Check every line of the material below for the string "bits", and return the ones that have it.

____________

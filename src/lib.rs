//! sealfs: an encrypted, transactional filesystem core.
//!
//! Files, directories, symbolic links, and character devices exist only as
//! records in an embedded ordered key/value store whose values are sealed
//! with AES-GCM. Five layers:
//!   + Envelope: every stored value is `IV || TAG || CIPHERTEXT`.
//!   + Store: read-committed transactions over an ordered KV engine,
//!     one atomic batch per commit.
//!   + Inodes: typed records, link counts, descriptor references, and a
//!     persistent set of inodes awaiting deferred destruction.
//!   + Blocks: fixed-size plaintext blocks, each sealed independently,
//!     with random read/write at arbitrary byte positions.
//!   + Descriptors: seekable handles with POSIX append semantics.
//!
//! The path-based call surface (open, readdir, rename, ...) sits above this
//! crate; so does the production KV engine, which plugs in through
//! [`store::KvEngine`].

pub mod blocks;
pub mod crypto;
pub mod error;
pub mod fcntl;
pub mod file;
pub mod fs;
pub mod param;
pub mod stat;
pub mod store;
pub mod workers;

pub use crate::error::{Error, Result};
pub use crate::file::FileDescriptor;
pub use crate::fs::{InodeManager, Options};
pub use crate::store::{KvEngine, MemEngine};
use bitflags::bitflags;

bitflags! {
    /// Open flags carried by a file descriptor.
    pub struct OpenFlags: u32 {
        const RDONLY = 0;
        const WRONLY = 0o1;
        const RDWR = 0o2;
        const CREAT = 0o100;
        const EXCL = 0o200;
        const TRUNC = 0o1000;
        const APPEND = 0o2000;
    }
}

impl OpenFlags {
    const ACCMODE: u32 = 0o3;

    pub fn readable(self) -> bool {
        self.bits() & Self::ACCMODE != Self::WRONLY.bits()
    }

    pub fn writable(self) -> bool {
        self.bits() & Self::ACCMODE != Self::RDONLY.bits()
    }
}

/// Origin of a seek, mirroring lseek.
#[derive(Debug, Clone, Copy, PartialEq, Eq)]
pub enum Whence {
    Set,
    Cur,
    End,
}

____________

— TASK OUTPUT —
        self.bits() & Self::ACCMODE != Self::WRONLY.bits()
        self.bits() & Self::ACCMODE != Self::RDONLY.bits()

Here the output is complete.